At the end of the weekend,
I think it was the Sunday night, Led Zeppelin were really late going on, and
I missed it. My schoolfriend and I had
arranged to meet my Dad for a lift home at a certain time (no mobiles those days) and we had to leave in order to meet up.
The girl with us, and her boyfriend, stayed for Led Zep and hitched home.
A great weekend - nice to see the site. Well done.
I attended the Bath Festival
1970 as a 16 year old and later that year the Isle of Wight travelling by
boat & train from Dublin.
My memories are very clear and I much preferred the Bath gig as it was more spacious, better organised and had better acts despite Hendrix and the Doors at Wight.
As regards the Hells Angels/Bikers,
I made my way down to the front stage area on arrival. There were two sets
of crowd control barriers in front of the stage and I managed to get into
the inner area just beside the rostrum camera. The Hells Angels/Bikers took
over much of this area at some stage and were mainly Welsh with Bristol featuring
on the back of their jackets. I got talking to one of them who was wearing
a cowboy hat and seemed to be in charge of some
of them. It was announced from the stage that the Hells Angels had been requested to clear unauthorised people from these enclosed areas but may cowboy pal instructed that I be allowed stay in the outer enclosed area and I was left alone there. The Angels were most turned on by Steppenwolf and staged mock fights during their performance. They seemed a pretty non threatening bunch where I sat unlike the security people at the Isle Wight.
One of my favourite memories
was purchasing a very large round of cheese in a very large bun supplied by
local cheese makers and a local bakery at a very reasonable price. I also
managed to catch an "FZ" stamped orange during the FZ/Mothers set.
Happy campers © Paul Ryan
There were four of us, driving down from west London to the festival, parking the car by pulling over into the hedge on a country lane, behaving as if we were abandoning it (I wasn't, it was an Austin Westminster!), and walking a mile or so to the site, the lane thickening with fellow long-hairs. What do I recall? The rain of course and the fact I didn't have any protection, dressed for a hot summer, pulling a sheet of plastic over us and freezing in the early hours of the morning.

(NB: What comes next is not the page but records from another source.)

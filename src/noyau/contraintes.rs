// src/noyau/contraintes.rs
//
// Contraintes de format configurées par l'enseignant : signe, bornes,
// écriture (fraction ou décimale), nombre d'étapes d'une équation, forme
// exigée de la réponse.
//
// Chaque contrôle rend la liste des messages d'échec (vide = conforme) ;
// l'appelant choisit d'afficher le premier ou tous.
//
// Le "nombre d'étapes" est une règle pédagogique, pas une preuve algébrique :
// on compte opérateurs et parenthèses du membre qui porte l'inconnue.

use num_bigint::BigInt;
use num_traits::{One, Signed};

use super::jetons::{Forme, Jeton};
use super::rationnel::{comparer, entier, est_decimale, valeur_absolue, Rationnel};

use std::cmp::Ordering;

/// Écriture attendue des nombres saisis.
#[derive(Clone, Copy, Debug, PartialEq, Eq)]
pub enum ModeNombre {
    Fraction,
    Decimale,
}

/// Forme exigée de la réponse d'une équation.
#[derive(Clone, Copy, Debug, PartialEq, Eq)]
pub enum FormeReponse {
    Quelconque,
    Entiere,
    FractionPropre,
    Decimale,
}

/// Configuration enseignant, lecture seule pour le noyau.
#[derive(Clone, Debug)]
pub struct Contraintes {
    pub mode: ModeNombre,
    pub negatifs_permis: bool,
    pub valeur_min: Rationnel,
    pub valeur_max: Rationnel,
    /// Dénominateur maximal en mode fraction (les entiers sont exemptés).
    pub denominateur_max: u32,
    /// Nombre de chiffres après la virgule en mode décimal.
    pub decimales_max: u32,
    /// 1 ou 2 (règle du programme scolaire).
    pub etapes: u8,
    pub forme_reponse: FormeReponse,
}

impl Default for Contraintes {
    fn default() -> Self {
        Self {
            mode: ModeNombre::Fraction,
            negatifs_permis: false,
            valeur_min: entier(0),
            valeur_max: entier(100),
            denominateur_max: 12,
            decimales_max: 2,
            etapes: 1,
            forme_reponse: FormeReponse::Quelconque,
        }
    }
}

/// Signe et bornes d'une valeur.
pub fn valider_valeur(valeur: &Rationnel, contraintes: &Contraintes) -> Vec<String> {
    let mut fautes = Vec::new();

    if !contraintes.negatifs_permis && valeur.is_negative() {
        fautes.push(format!("valeur négative interdite : {valeur}"));
    }
    if comparer(valeur, &contraintes.valeur_min) == Ordering::Less {
        fautes.push(format!(
            "valeur {valeur} sous le minimum {}",
            contraintes.valeur_min
        ));
    }
    if comparer(valeur, &contraintes.valeur_max) == Ordering::Greater {
        fautes.push(format!(
            "valeur {valeur} au-delà du maximum {}",
            contraintes.valeur_max
        ));
    }

    fautes
}

/// Accord entre la valeur d'un nombre, sa forme de saisie et le mode exigé.
fn verifier_forme_nombre(
    valeur: &Rationnel,
    forme: Forme,
    contraintes: &Contraintes,
) -> Vec<String> {
    let mut fautes = Vec::new();

    match contraintes.mode {
        ModeNombre::Decimale => {
            if !est_decimale(valeur, contraintes.decimales_max) {
                fautes.push(format!(
                    "le nombre {valeur} n'est pas décimal ({} décimales max)",
                    contraintes.decimales_max
                ));
            }
            // même valeur, mauvaise écriture : 1/2 saisi au lieu de 0.5
            if matches!(forme, Forme::Fraction | Forme::Mixte) {
                fautes.push(format!(
                    "saisie attendue en écriture décimale, pas en fraction : {valeur}"
                ));
            }
        }
        ModeNombre::Fraction => {
            if forme == Forme::Decimale {
                fautes.push(format!(
                    "saisie attendue en fraction, pas en écriture décimale : {valeur}"
                ));
            }
            if !valeur.denom().is_one()
                && valeur.denom() > &BigInt::from(contraintes.denominateur_max)
            {
                fautes.push(format!(
                    "dénominateur {} au-delà de la limite {}",
                    valeur.denom(),
                    contraintes.denominateur_max
                ));
            }
        }
    }

    fautes
}

/// Tous les nombres d'une suite de jetons : signe, bornes, écriture.
pub fn valider_jetons(jetons: &[Jeton], contraintes: &Contraintes) -> Vec<String> {
    let mut fautes = Vec::new();
    for jeton in jetons {
        if let Jeton::Nombre { valeur, forme } = jeton {
            fautes.extend(valider_valeur(valeur, contraintes));
            fautes.extend(verifier_forme_nombre(valeur, *forme, contraintes));
        }
    }
    fautes
}

/// Règle du nombre d'étapes, comptée sur le membre qui porte l'inconnue :
/// - 1 étape : exactement un opérateur, pas de parenthèses
/// - 2 étapes : au moins deux opérateurs
pub fn valider_etapes(
    jetons_gauche: &[Jeton],
    jetons_droite: &[Jeton],
    contraintes: &Contraintes,
) -> Vec<String> {
    let porte_inconnue = |jetons: &[Jeton]| jetons.iter().any(|j| matches!(j, Jeton::Inconnue));

    let membre = if porte_inconnue(jetons_gauche) {
        jetons_gauche
    } else if porte_inconnue(jetons_droite) {
        jetons_droite
    } else {
        return vec!["aucune inconnue trouvée dans l'équation".into()];
    };

    let operateurs = membre
        .iter()
        .filter(|j| matches!(j, Jeton::Operateur(_)))
        .count();
    let parentheses = membre
        .iter()
        .filter(|j| matches!(j, Jeton::Ouvrante | Jeton::Fermante))
        .count();

    match contraintes.etapes {
        1 => {
            if operateurs != 1 || parentheses != 0 {
                return vec![
                    "une équation à une étape doit comporter exactement une opération, sans parenthèses"
                        .into(),
                ];
            }
        }
        2 => {
            if operateurs < 2 {
                return vec![
                    "une équation à deux étapes doit comporter au moins deux opérations".into(),
                ];
            }
        }
        _ => {}
    }

    Vec::new()
}

/// Forme exigée de la réponse.
pub fn valider_forme_reponse(reponse: &Rationnel, contraintes: &Contraintes) -> Vec<String> {
    match contraintes.forme_reponse {
        FormeReponse::Quelconque => Vec::new(),

        FormeReponse::Entiere => {
            if reponse.denom().is_one() {
                Vec::new()
            } else {
                vec![format!("la réponse doit être un entier : {reponse}")]
            }
        }

        FormeReponse::FractionPropre => {
            let propre = !reponse.denom().is_one()
                && valeur_absolue(reponse).numer() < reponse.denom();
            if propre {
                Vec::new()
            } else {
                vec![format!("la réponse doit être une fraction propre : {reponse}")]
            }
        }

        FormeReponse::Decimale => {
            if est_decimale(reponse, contraintes.decimales_max) {
                Vec::new()
            } else {
                vec![format!(
                    "la réponse doit être un nombre décimal ({} décimales max) : {reponse}",
                    contraintes.decimales_max
                )]
            }
        }
    }
}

Seeing (or hearing) Jefferson Airplane in the early hours and being very pissed off when Grace Slick announced they were ending their set due to the rain and risk of electrocution. Did I also see The Byrds? Not sure. Hendrix? Ten Years After? Family? Jethro Tull? Traffic? Blodwyn Pig? Or did I see them at another or many other music festivals in the late sixties, early seventies?
My abiding memory of the
Bath fest? Easy - the Airplane (still one of the best west coast bands), despite
their truncated set, driving back to London, without benefit of sleep, nearly
dozing off driving over the Chiswick flyover (to drop my friends off somewhere
near Fullers' Griffin brewery), the rain and, thanks to the wet and cold during
the festival, my contracting pleurisy a few days later and being almost hospitalized.
Great web site and look
forward to your updates. I am on one of the original web site photos which
is now in the View from the mud site, my story being as follows;
Travelled down from Birkenhead on the Friday night with mate John Mac arriving into the Saturday rain and mud wondering what the hell was going on. Had a ball in the local pub prior to going into the festival with a few plastic bottles of beer, even sold the dregs to one desperate guy later in the day. Most of the bands we had seen prior to the festival but Pink Floyd was the stand out later Saturday night (after waking up).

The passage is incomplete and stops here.